Und alle sind plötzlich verzaubert: die LGBTQ-Community sowieso, aber auch die Hausfrau aus dem Aargau, ja selbst konservative Politiker. Weil Conchita so viel mehr ist als nur ihr Auftritt, weil sie als Persönlichkeit umwerfend ist und so viel Würde ausstrahlt. Sie ist das Nobelste, was der ESC jemals gesehen hat. Und weil ihre Geschichte ein Märchen sein könnte. Ein Märchen, dessen Heldin alles und alle grosszügig umarmt und nichts verleugnet.

PARIS, FRANCE - JULY 09: Conchita Wurst walks the runway during the Jean Paul Gaultier show as part of Paris Fashion Week - Haute Couture Fall/Winter 2014-2015 at 325 Rue Saint Martin on July 9, 2014  ...
Conchita auf dem Laufsteg von Jean-Paul Gaultier in Paris.Bild: Getty Images Europe

«Mein Leben ist ein Musical, sage ich oft. Nicht nur, weil es begann, wie Musicals gerne beginnen, nämlich in der Provinz.» Dies sind die ersten Sätze von Conchitas Autobiografie.

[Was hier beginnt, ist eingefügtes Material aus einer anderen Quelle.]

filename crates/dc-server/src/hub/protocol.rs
//! Wire protocol for the `/ws` control connection.
//!
//! Every frame is a JSON object whose `type` field selects the schema.
//! Inbound frames are classified into [`ClientMessage`]; playback commands
//! keep their original text so they can be relayed to a display byte for
//! byte. Outbound frames are [`ServerMessage`].

use dc_core::DisplayId;
use serde::{Deserialize, Serialize};
use serde_json::Value;

use super::error::HubError;

/// Name given to a display that registers without one.
pub const DEFAULT_DISPLAY_NAME: &str = "Display";

/// Playback commands relayed from a controller to its display.
#[derive(Debug, Clone, Copy, PartialEq, Eq, Hash)]
pub enum CommandKind {
    Load,
    Play,
    Pause,
    Seek,
    SetRate,
    SetLoop,
}

impl CommandKind {
    /// Map a wire `type` value to a command, if it is one.
    pub fn from_type(message_type: &str) -> Option<Self> {
        match message_type {
            "LOAD" => Some(Self::Load),
            "PLAY" => Some(Self::Play),
            "PAUSE" => Some(Self::Pause),
            "SEEK" => Some(Self::Seek),
            "SET_RATE" => Some(Self::SetRate),
            "SET_LOOP" => Some(Self::SetLoop),
            _ => None,
        }
    }

    /// The wire `type` value.
    pub fn as_str(&self) -> &'static str {
        match self {
            Self::Load => "LOAD",
            Self::Play => "PLAY",
            Self::Pause => "PAUSE",
            Self::Seek => "SEEK",
            Self::SetRate => "SET_RATE",
            Self::SetLoop => "SET_LOOP",
        }
    }
}

/// A classified inbound frame.
#[derive(Debug, Clone, PartialEq, Eq)]
pub enum ClientMessage {
    /// `{"type":"register","name":...}`
    Register { name: String },
    /// `{"type":"list_displays"}`
    ListDisplays,
    /// `{"type":"attach","displayId":...}`
    Attach { display_id: String },
    /// A playback command; `raw` is the frame exactly as received.
    Command { kind: CommandKind, raw: String },
    /// A well-formed frame with a `type` outside the protocol.
    Unknown { message_type: String },
}

impl ClientMessage {
    /// Classify a text frame.
    ///
    /// Anything that is not a JSON object with a string `type` field, or a
    /// known message whose fields have the wrong JSON type, is
    /// [`HubError::Malformed`].
    pub fn parse(text: &str) -> Result<Self, HubError> {
        let value: Value =
            serde_json::from_str(text).map_err(|e| HubError::Malformed(e.to_string()))?;
        let obj = value
            .as_object()
            .ok_or_else(|| HubError::Malformed("expected a JSON object".into()))?;
        let message_type = obj
            .get("type")
            .and_then(Value::as_str)
            .ok_or_else(|| HubError::Malformed("missing string `type` field".into()))?;

        let message = match message_type {
            "register" => ClientMessage::Register {
                name: optional_str(obj.get("name"), "name")?
                    .filter(|n| !n.trim().is_empty())
                    .unwrap_or(DEFAULT_DISPLAY_NAME)
                    .to_owned(),
            },
            "list_displays" => ClientMessage::ListDisplays,
            "attach" => ClientMessage::Attach {
                display_id: optional_str(obj.get("displayId"), "displayId")?
                    .unwrap_or_default()
                    .to_owned(),
            },
            other => match CommandKind::from_type(other) {
                Some(kind) => ClientMessage::Command {
                    kind,
                    raw: text.to_owned(),
                },
                None => ClientMessage::Unknown {
                    message_type: other.to_owned(),
                },
            },
        };

        Ok(message)
    }
}

fn optional_str<'a>(value: Option<&'a Value>, field: &str) -> Result<Option<&'a str>, HubError> {
    match value {
        None | Some(Value::Null) => Ok(None),
        Some(Value::String(s)) => Ok(Some(s.as_str())),
        Some(_) => Err(HubError::Malformed(format!("`{field}` must be a string"))),
    }
}

/// One entry of a `displays` listing.
#[derive(Debug, Clone, PartialEq, Eq, Serialize, Deserialize)]
pub struct DisplaySummary {
    pub id: DisplayId,
    pub name: String,
}

/// Frames sent by the hub.
#[derive(Debug, Clone, PartialEq, Eq, Serialize, Deserialize)]
#[serde(tag = "type", rename_all = "snake_case")]
pub enum ServerMessage {
    Registered {
        id: DisplayId,
    },
    Displays {
        displays: Vec<DisplaySummary>,
    },
    Attached {
        #[serde(rename = "displayId")]
        display_id: DisplayId,
    },
    DisplayGone {
        #[serde(rename = "displayId")]
        display_id: DisplayId,
    },
    Error {
        message: String,
    },
}

impl ServerMessage {
    /// Build an `error` frame from a hub error.
    pub fn error(err: &HubError) -> Self {
        ServerMessage::Error {
            message: err.to_string(),
        }
    }

    /// Serialize to the JSON text sent on the wire.
    pub fn to_text(&self) -> String {
        serde_json::to_string(self).unwrap_or_else(|e| {
            format!(r#"{{"type":"error","message":"serialization failed: {e}"}}"#)
        })
    }
}

#[cfg(test)]
mod tests {
    use super::*;

    #[test]
    fn parse_register() {
        let msg = ClientMessage::parse(r#"{"type":"register","name":"Living room"}"#).unwrap();
        assert_eq!(
            msg,
            ClientMessage::Register {
                name: "Living room".into()
            }
        );
    }

    #[test]
    fn register_without_name_gets_default() {
        let msg = ClientMessage::parse(r#"{"type":"register"}"#).unwrap();
        assert_eq!(
            msg,
            ClientMessage::Register {
                name: DEFAULT_DISPLAY_NAME.into()
            }
        );
    }

    #[test]
    fn parse_attach() {
        let msg = ClientMessage::parse(r#"{"type":"attach","displayId":"abc"}"#).unwrap();
        assert_eq!(
            msg,
            ClientMessage::Attach {
                display_id: "abc".into()
            }
        );
    }

    #[test]
    fn command_keeps_raw_text() {
        let text = r#"{"type":"SEEK", "time": 12.5, "extra": [1,2]}"#;
        match ClientMessage::parse(text).unwrap() {
            ClientMessage::Command { kind, raw } => {
                assert_eq!(kind, CommandKind::Seek);
                assert_eq!(raw, text);
            }
            other => panic!("unexpected {other:?}"),
        }
    }

    #[test]
    fn all_commands_recognised() {
        for name in ["LOAD", "PLAY", "PAUSE", "SEEK", "SET_RATE", "SET_LOOP"] {
            let kind = CommandKind::from_type(name).unwrap();
            assert_eq!(kind.as_str(), name);
        }
        assert!(CommandKind::from_type("play").is_none());
    }

    #[test]
    fn unknown_type() {
        let msg = ClientMessage::parse(r#"{"type":"JUMP"}"#).unwrap();
        assert_eq!(
            msg,
            ClientMessage::Unknown {
                message_type: "JUMP".into()
            }
        );
    }

    #[test]
    fn malformed_payloads() {
        for text in [
            "not json",
            "[1,2,3]",
            r#""register""#,
            r#"{"name":"x"}"#,
            r#"{"type":42}"#,
            r#"{"type":"register","name":7}"#,
            r#"{"type":"attach","displayId":{}}"#,
        ] {
            let err = ClientMessage::parse(text).unwrap_err();
            assert!(matches!(err, HubError::Malformed(_)), "{text}: {err:?}");
        }
    }

    #[test]
    fn server_message_wire_format() {
        let id: DisplayId = "8a6e0804-2bd0-4672-b79d-d97027f9071a".parse().unwrap();

        let v: Value = serde_json::from_str(&ServerMessage::Registered { id }.to_text()).unwrap();
        assert_eq!(v["type"], "registered");
        assert_eq!(v["id"], id.to_string());

        let v: Value =
            serde_json::from_str(&ServerMessage::DisplayGone { display_id: id }.to_text())
                .unwrap();
        assert_eq!(v["type"], "display_gone");
        assert_eq!(v["displayId"], id.to_string());

        let v: Value = serde_json::from_str(
            &ServerMessage::Displays {
                displays: vec![DisplaySummary {
                    id,
                    name: "TV".into(),
                }],
            }
            .to_text(),
        )
        .unwrap();
        assert_eq!(v["type"], "displays");
        assert_eq!(v["displays"][0]["name"], "TV");

        let v: Value =
            serde_json::from_str(&ServerMessage::error(&HubError::NotAttached).to_text()).unwrap();
        assert_eq!(v["type"], "error");
        assert_eq!(v["message"], "not attached to a display");
    }
}
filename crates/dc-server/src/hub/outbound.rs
//! Bounded per-connection outbound queue.
//!
//! Every connection's writer task drains one of these. Enqueueing never
//! waits: a queue that is full means the peer has stopped reading, which is
//! treated like a transport failure. The overflow token is cancelled and the
//! connection loop tears the session down.

use tokio::sync::mpsc::{self, error::TrySendError};
use tokio_util::sync::CancellationToken;

/// Frames a connection may have queued before it is considered stalled.
pub const OUTBOUND_CAPACITY: usize = 256;

/// Why a frame could not be queued.
#[derive(Debug, Clone, Copy, PartialEq, Eq, thiserror::Error)]
pub enum SendError {
    /// The peer stopped reading; its connection is being torn down.
    #[error("outbound queue full")]
    Full,
    /// The writer task has already gone.
    #[error("outbound queue closed")]
    Closed,
}

/// Sending half of a connection's outbound queue.
#[derive(Debug, Clone)]
pub struct Outbound {
    tx: mpsc::Sender<String>,
    overflow: CancellationToken,
}

impl Outbound {
    /// Create a queue holding at most `capacity` frames.
    pub fn channel(capacity: usize) -> (Self, mpsc::Receiver<String>) {
        let (tx, rx) = mpsc::channel(capacity);
        let outbound = Self {
            tx,
            overflow: CancellationToken::new(),
        };
        (outbound, rx)
    }

    /// Queue a text frame without waiting.
    pub fn send(&self, frame: String) -> Result<(), SendError> {
        match self.tx.try_send(frame) {
            Ok(()) => Ok(()),
            Err(TrySendError::Full(_)) => {
                if !self.overflow.is_cancelled() {
                    tracing::warn!("Outbound queue full, dropping connection");
                    self.overflow.cancel();
                }
                Err(SendError::Full)
            }
            Err(TrySendError::Closed(_)) => Err(SendError::Closed),
        }
    }

    /// Token cancelled the first time this queue overflows.
    ///
    /// Holding the token does not keep the queue open.
    pub fn overflow_token(&self) -> CancellationToken {
        self.overflow.clone()
    }
}
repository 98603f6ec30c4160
//! HTTP middleware.

pub mod request_id;
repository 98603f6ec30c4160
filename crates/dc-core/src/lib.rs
//! dc-core: shared types, IDs, errors, configuration, and the media library
//! scanner.
//!
//! This crate is the foundational dependency of `dc-server` and the
//! `dancecast` binary. It holds no async code: every operation here is plain
//! blocking I/O that callers move onto a blocking thread when needed.

pub mod config;
pub mod error;
pub mod ids;
pub mod library;

// Re-export the most commonly used items at the crate root.
pub use error::{Error, Result};
pub use ids::*;
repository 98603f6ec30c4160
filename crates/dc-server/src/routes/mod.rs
//! Route handlers for the HTTP surface.

pub mod assets;
pub mod health;
pub mod stream;
pub mod streaming_helpers;
pub mod videos;
pub mod ws;
//! Error-to-HTTP response conversion.
//!
//! Implements `IntoResponse` for [`dc_core::Error`] so that route handlers
//! can return `Result<T, AppError>` and use `?` on core results directly.

use axum::http::{header, HeaderValue, StatusCode};
use axum::response::{IntoResponse, Response};
use serde_json::json;

/// Wrapper so we can implement `IntoResponse` for an external type.
pub struct AppError {
    inner: dc_core::Error,
}

impl AppError {
    pub fn new(inner: dc_core::Error) -> Self {
        Self { inner }
    }
}

impl From<dc_core::Error> for AppError {
    fn from(e: dc_core::Error) -> Self {
        Self::new(e)
    }
}

impl IntoResponse for AppError {
    fn into_response(self) -> Response {
        let status = StatusCode::from_u16(self.inner.http_status())
            .unwrap_or(StatusCode::INTERNAL_SERVER_ERROR);

        if status.is_server_error() {
            tracing::error!(
                status = %status,
                error = %self.inner,
                "Server error in API handler"
            );
        }

        let code = match &self.inner {
            dc_core::Error::NotFound { .. } | dc_core::Error::PathEscape { .. } => "not_found",
            dc_core::Error::InvalidRange { .. } => "invalid_range",
            dc_core::Error::Validation(_) => "validation_error",
            dc_core::Error::Io { .. } => "io_error",
            dc_core::Error::Internal(_) => "internal_error",
        };

        let body = json!({
            "error": self.inner.to_string(),
            "code": code,
        });

        let mut response = (status, axum::Json(body)).into_response();

        if let dc_core::Error::InvalidRange { size, .. } = &self.inner {
            if let Ok(value) = HeaderValue::from_str(&format!("bytes */{size}")) {
                response.headers_mut().insert(header::CONTENT_RANGE, value);
            }
        }

        response
    }
}
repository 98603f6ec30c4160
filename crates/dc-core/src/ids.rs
//! Opaque identifiers for hub participants.
//!
//! Both ids wrap a random v4 `Uuid`. Keeping them as distinct types means a
//! connection's `SessionId` can never be passed where a `DisplayId` is
//! expected, and neither ever reveals anything about the socket behind it.

use serde::{Deserialize, Serialize};
use std::fmt;
use std::str::FromStr;
use uuid::Uuid;

/// Declare a uuid-backed id type that serializes as its hyphenated string.
macro_rules! typed_id {
    ($($(#[doc = $doc:expr])* $name:ident),+ $(,)?) => {
        $(
            $(#[doc = $doc])*
            #[derive(Debug, Clone, Copy, PartialEq, Eq, Hash, Serialize, Deserialize)]
            #[serde(transparent)]
            pub struct $name(Uuid);

            impl $name {
                /// Mint a fresh random id.
                #[must_use]
                pub fn new() -> Self {
                    Self(Uuid::new_v4())
                }
            }

            impl Default for $name {
                fn default() -> Self {
                    Self::new()
                }
            }

            impl fmt::Display for $name {
                fn fmt(&self, f: &mut fmt::Formatter<'_>) -> fmt::Result {
                    fmt::Display::fmt(&self.0, f)
                }
            }

            impl FromStr for $name {
                type Err = uuid::Error;

                fn from_str(s: &str) -> std::result::Result<Self, Self::Err> {
                    Uuid::parse_str(s).map(Self)
                }
            }
        )+
    };
}

typed_id! {
    /// Identifier minted for a receiver when it registers as a display.
    DisplayId,
    /// Opaque per-connection identifier for a control session.
    SessionId,
}
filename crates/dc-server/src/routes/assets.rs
//! Static asset hosting for the web UI and the receiver UI.
//!
//! Requested paths are resolved under a fixed root. Anything that is not a
//! plain relative path, or that canonicalizes outside the root (for example
//! through a symlink), is reported as a missing asset.

use std::path::{Component, Path, PathBuf};

use axum::body::Body;
use axum::extract::{Path as UrlPath, Request, State};
use axum::response::{IntoResponse, Response};
use tower::ServiceExt;
use tower_http::services::ServeFile;

use crate::context::AppContext;
use crate::error::AppError;

const INDEX_FILE: &str = "index.html";

/// Map `requested` to an existing regular file under `root`.
///
/// An empty request means the root's `index.html`.
pub fn resolve_asset(root: &Path, requested: &str) -> dc_core::Result<PathBuf> {
    let not_found = || dc_core::Error::not_found("asset", requested);
    let escape = || dc_core::Error::PathEscape {
        requested: requested.to_owned(),
    };

    let mut relative = PathBuf::new();
    for component in Path::new(requested.trim_start_matches('/')).components() {
        match component {
            Component::Normal(part) => relative.push(part),
            Component::CurDir => {}
            Component::ParentDir | Component::RootDir | Component::Prefix(_) => {
                return Err(escape())
            }
        }
    }
    if relative.as_os_str().is_empty() {
        relative.push(INDEX_FILE);
    }

    let root = root.canonicalize().map_err(|_| not_found())?;
    let full = root.join(&relative).canonicalize().map_err(|_| not_found())?;

    if !full.starts_with(&root) {
        return Err(escape());
    }
    if !full.is_file() {
        return Err(not_found());
    }

    Ok(full)
}

async fn serve_asset(
    root: PathBuf,
    requested: String,
    request: Request,
) -> Result<Response, AppError> {
    let path = tokio::task::spawn_blocking(move || resolve_asset(&root, &requested))
        .await
        .map_err(|e| dc_core::Error::Internal(format!("spawn_blocking join error: {e}")))??;

    let response = match ServeFile::new(&path).oneshot(request).await {
        Ok(response) => response,
        Err(never) => match never {},
    };
    Ok(response.map(Body::new).into_response())
}

/// GET /receiver, /receiver/
pub async fn receiver_index(
    State(ctx): State<AppContext>,
    request: Request,
) -> Result<Response, AppError> {
    serve_asset(ctx.receiver_dir().to_path_buf(), String::new(), request).await
}

/// GET /receiver/{*path}
pub async fn receiver_asset(
    State(ctx): State<AppContext>,
    UrlPath(path): UrlPath<String>,
    request: Request,
) -> Result<Response, AppError> {
    serve_asset(ctx.receiver_dir().to_path_buf(), path, request).await
}

/// GET /, /index.html
pub async fn web_index(
    State(ctx): State<AppContext>,
    request: Request,
) -> Result<Response, AppError> {
    serve_asset(ctx.web_dir().to_path_buf(), String::new(), request).await
}

/// GET /{*path}
pub async fn web_asset(
    State(ctx): State<AppContext>,
    UrlPath(path): UrlPath<String>,
    request: Request,
) -> Result<Response, AppError> {
    serve_asset(ctx.web_dir().to_path_buf(), path, request).await
}
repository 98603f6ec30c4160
//! Unified error type for dancecast.
//!
//! Library, range and asset failures all funnel into [`Error`], which carries
//! enough context for API handlers to derive an HTTP status code via
//! [`Error::http_status`].

use std::fmt;

/// Unified error type covering the HTTP-facing failure modes.
#[derive(Debug, thiserror::Error)]
pub enum Error {
    /// The requested entity could not be found.
    #[error("{entity} not found: {id}")]
    NotFound {
        /// The kind of entity (e.g. "video", "asset").
        entity: String,
        /// The identifier that was looked up.
        id: String,
    },

    /// A static asset request resolved outside of its root.
    ///
    /// Rendered exactly like a missing asset so the real location never
    /// leaks to the client.
    #[error("asset not found: {requested}")]
    PathEscape {
        /// The path as the client requested it.
        requested: String,
    },

    /// The `Range` header was malformed or cannot be satisfied.
    #[error("Invalid range: {reason}")]
    InvalidRange {
        /// Why the range was rejected.
        reason: String,
        /// Size of the file the range was evaluated against.
        size: u64,
    },

    /// Request data failed validation.
    #[error("Validation error: {0}")]
    Validation(String),

    /// An I/O operation failed.
    #[error("IO error: {source}")]
    Io {
        /// The underlying I/O error.
        #[from]
        source: std::io::Error,
    },

    /// Catch-all for unexpected internal errors.
    #[error("Internal error: {0}")]
    Internal(String),
}

impl Error {
    /// Map this error to an appropriate HTTP status code.
    pub fn http_status(&self) -> u16 {
        match self {
            Error::NotFound { .. } => 404,
            Error::PathEscape { .. } => 404,
            Error::InvalidRange { .. } => 416,
            Error::Validation(_) => 400,
            Error::Io { .. } => 500,
            Error::Internal(_) => 500,
        }
    }

    /// Convenience constructor for [`Error::NotFound`].
    pub fn not_found(entity: impl Into<String>, id: impl fmt::Display) -> Self {
        Error::NotFound {
            entity: entity.into(),
            id: id.to_string(),
        }
    }

    /// Convenience constructor for [`Error::InvalidRange`].
    pub fn invalid_range(reason: impl Into<String>, size: u64) -> Self {
        Error::InvalidRange {
            reason: reason.into(),
            size,
        }
    }
}

/// Result alias using the crate-level [`Error`].
pub type Result<T> = std::result::Result<T, Error>;
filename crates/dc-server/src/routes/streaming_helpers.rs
//! Shared streaming helpers: range parsing, content-type guessing, and
//! chunked file serving via `ReaderStream`.

use axum::body::Body;
use axum::http::{header, StatusCode};
use axum::response::{IntoResponse, Response};
use tokio::io::{AsyncRead, AsyncReadExt, AsyncSeek, AsyncSeekExt};
use tokio_util::io::ReaderStream;

/// Read size for streamed bodies.
pub const STREAM_CHUNK_SIZE: usize = 256 * 1024;

/// An inclusive byte span within a file.
#[derive(Debug, Clone, Copy, PartialEq, Eq)]
pub struct ByteRange {
    pub start: u64,
    pub end: u64,
}

impl ByteRange {
    /// Number of bytes in the span.
    pub fn len(&self) -> u64 {
        self.end - self.start + 1
    }
}

/// Evaluate a `Range` header against a file of `file_size` bytes.
///
/// - `Ok(None)`: no header, or not in the `bytes=` unit; serve the whole file.
/// - `Ok(Some(range))`: a satisfiable span, end clamped to the last byte.
/// - `Err(InvalidRange)`: unparseable, `start > end`, or nothing to serve.
///
/// An omitted start means 0 and an omitted end means the last byte, so
/// `bytes=-500` reads the first 501 bytes rather than a suffix.
pub fn parse_range_header(
    value: Option<&str>,
    file_size: u64,
) -> dc_core::Result<Option<ByteRange>> {
    let Some(value) = value.map(str::trim) else {
        return Ok(None);
    };
    let is_bytes_unit = value
        .get(..6)
        .map(|unit| unit.eq_ignore_ascii_case("bytes="))
        .unwrap_or(false);
    if !is_bytes_unit {
        return Ok(None);
    }

    let ranges = value[6..].trim();
    let (start_str, end_str) = ranges.split_once('-').unwrap_or((ranges, ""));
    let (start_str, end_str) = (start_str.trim(), end_str.trim());

    let start = if start_str.is_empty() {
        0
    } else {
        start_str.parse::<u64>().map_err(|_| {
            dc_core::Error::invalid_range(format!("bad start offset {start_str:?}"), file_size)
        })?
    };

    let Some(last) = file_size.checked_sub(1) else {
        return Err(dc_core::Error::invalid_range("file is empty", file_size));
    };

    let end = if end_str.is_empty() {
        last
    } else {
        end_str.parse::<u64>().map_err(|_| {
            dc_core::Error::invalid_range(format!("bad end offset {end_str:?}"), file_size)
        })?
    };

    if start > end {
        return Err(dc_core::Error::invalid_range(
            format!("start {start} is after end {end}"),
            file_size,
        ));
    }

    let end = end.min(last);
    if start > end {
        return Err(dc_core::Error::invalid_range(
            format!("start {start} is beyond the last byte {last}"),
            file_size,
        ));
    }

    Ok(Some(ByteRange { start, end }))
}

/// Guess the MIME type from the file extension.
pub fn guess_content_type(file_name: &str) -> &'static str {
    let ext = file_name
        .rsplit_once('.')
        .map(|(_, ext)| ext.to_ascii_lowercase())
        .unwrap_or_default();

    match ext.as_str() {
        "mp4" | "m4v" => "video/mp4",
        "mkv" => "video/x-matroska",
        "webm" => "video/webm",
        "mov" => "video/quicktime",
        _ => "application/octet-stream",
    }
}

/// Stream `length` bytes of `reader` starting at `start`.
///
/// Reads go through `take(length)` in [`STREAM_CHUNK_SIZE`] chunks, so a
/// source that runs out early simply ends the body with the bytes it had.
pub async fn span_body<R>(mut reader: R, start: u64, length: u64) -> std::io::Result<Body>
where
    R: AsyncRead + AsyncSeek + Unpin + Send + 'static,
{
    if start > 0 {
        reader.seek(std::io::SeekFrom::Start(start)).await?;
    }
    let stream = ReaderStream::with_capacity(reader.take(length), STREAM_CHUNK_SIZE);
    Ok(Body::from_stream(stream))
}

/// Serve a file using chunked streaming via `ReaderStream`.
///
/// Reads are done in [`STREAM_CHUNK_SIZE`] chunks so memory stays bounded
/// regardless of file size. A file that turns out shorter than its metadata
/// claimed ends the body early instead of erroring.
pub async fn serve_file_streaming(
    file_path: &std::path::Path,
    range_header: Option<&str>,
) -> dc_core::Result<Response> {
    let metadata = tokio::fs::metadata(file_path)
        .await
        .map_err(|_| dc_core::Error::not_found("file", file_path.display()))?;

    let file_size = metadata.len();
    let file_name = file_path
        .file_name()
        .map(|n| n.to_string_lossy())
        .unwrap_or_default();
    let content_type = guess_content_type(&file_name);

    let range = parse_range_header(range_header, file_size)?;

    let file = tokio::fs::File::open(file_path)
        .await
        .map_err(|_| dc_core::Error::not_found("file", file_path.display()))?;

    match range {
        Some(range) => {
            let length = range.len();
            let body = span_body(file, range.start, length).await?;

            tracing::debug!(
                file = %file_path.display(),
                start = range.start,
                end = range.end,
                size = file_size,
                "Serving partial content"
            );

            Ok((
                StatusCode::PARTIAL_CONTENT,
                [
                    (header::CONTENT_TYPE, content_type.to_string()),
                    (
                        header::CONTENT_RANGE,
                        format!("bytes {}-{}/{file_size}", range.start, range.end),
                    ),
                    (header::CONTENT_LENGTH, length.to_string()),
                    (header::ACCEPT_RANGES, "bytes".to_string()),
                ],
                body,
            )
                .into_response())
        }
        None => {
            let body = span_body(file, 0, file_size).await?;

            Ok((
                StatusCode::OK,
                [
                    (header::CONTENT_TYPE, content_type.to_string()),
                    (header::CONTENT_LENGTH, file_size.to_string()),
                    (header::ACCEPT_RANGES, "bytes".to_string()),
                ],
                body,
            )
                .into_response())
        }
    }
}
//! Request ID middleware.
//!
//! Reuses an incoming `x-request-id` header or generates a UUID, runs the
//! rest of the stack inside a tracing span carrying it, and echoes it back
//! on the response.

use axum::http::{HeaderName, HeaderValue, Request};
use axum::middleware::Next;
use axum::response::Response;
use tracing::Instrument;
use uuid::Uuid;

/// Header name used for the request identifier.
pub static X_REQUEST_ID: HeaderName = HeaderName::from_static("x-request-id");

/// Middleware that generates or extracts a request ID.
pub async fn request_id_middleware(
    mut request: Request<axum::body::Body>,
    next: Next,
) -> Response {
    let id = request
        .headers()
        .get(&X_REQUEST_ID)
        .and_then(|v| v.to_str().ok())
        .filter(|v| !v.is_empty())
        .map(String::from)
        .unwrap_or_else(|| Uuid::new_v4().to_string());

    request.extensions_mut().insert(RequestId(id.clone()));

    let span = tracing::info_span!(
        "request",
        request_id = %id,
        method = %request.method(),
        path = %request.uri().path(),
    );
    let mut response = next.run(request).instrument(span).await;

    if let Ok(val) = HeaderValue::from_str(&id) {
        response.headers_mut().insert(X_REQUEST_ID.clone(), val);
    }

    response
}

/// Extracted request ID from the request extensions.
#[derive(Debug, Clone)]
pub struct RequestId(pub String);
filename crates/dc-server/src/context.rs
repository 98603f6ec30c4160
//! Application context shared across all route handlers via Axum state.

use std::path::Path;
use std::sync::Arc;

use dc_core::config::Config;

use crate::hub::HubRegistry;

/// Application context shared by all request handlers (via Axum state).
///
/// This is cheaply cloneable because it only holds `Arc`s.
#[derive(Clone)]
pub struct AppContext {
    /// Immutable application configuration snapshot.
    pub config: Arc<Config>,
    /// Display registry and controller attachments for `/ws`.
    pub hub: Arc<HubRegistry>,
}

impl AppContext {
    pub fn new(config: Config) -> Self {
        Self {
            config: Arc::new(config),
            hub: Arc::new(HubRegistry::new()),
        }
    }

    /// Directory scanned for the video library.
    pub fn media_root(&self) -> &Path {
        &self.config.media.path
    }

    pub fn web_dir(&self) -> &Path {
        &self.config.server.web_dir
    }

    pub fn receiver_dir(&self) -> &Path {
        &self.config.server.receiver_dir
    }
}

#[cfg(test)]
mod tests {
    use super::*;
    use std::path::PathBuf;

    #[test]
    fn clones_share_the_hub() {
        let ctx = AppContext::new(Config::default());
        let other = ctx.clone();
        assert!(Arc::ptr_eq(&ctx.hub, &other.hub));
        assert_eq!(other.media_root(), PathBuf::from("media"));
    }
}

Aufgewachsen ist Tom Neuwirth im Salzkammergut, die Eltern führten dort ein währschaftes Restaurant, und während unten die Stammtischler lustig sind, übt Tom im Dachstock Gesang oder spielt mit alten Hochzeitskleidern. Die Jugend auf dem Dorf ist ultrahart, später besucht er die Modeschule in Graz und schneidert Hochzeitskleider für die Dorfschönheiten. Und er singt. Macht mit bei «Starmania» und erfindet sich Nacht für Nacht in der Wiener Subkultur als Conchita neu. Nach dem ESC arbeitet sie als Model in Paris für Jean-Paul Gaultier.

Conchita und JJ im Duett

Und heute? Lebt die Kunstfigur Conchita immer noch. Unterstützt den österreichischen ESC-Teilnehmer JJ. Und hat gerade ihr Schauspiel-Debüt absolviert: An der Seite von Isabelle Huppert, Birgit Minichmayr und Lars Eidinger spielt sie in Ulrike Ottingers neuem (Vampir-)Film «Die Blutgräfin». Das Drehbuch stammt von Elfriede Jelinek, der Film befindet sich gerade in der Postproduktion.

conchita und isabelle huppert in «die blutgräfin»
Conchita (links) mit Isabelle Huppert.Bild: magnify

Tom Neuwirth hat als Conchita alles erobert, was es zu erobern gibt: Die Subkultur-Szene, das TV-Massenpublikum und jetzt auch noch die Sonderklasse der Hochkultur. Ein Märchen eben.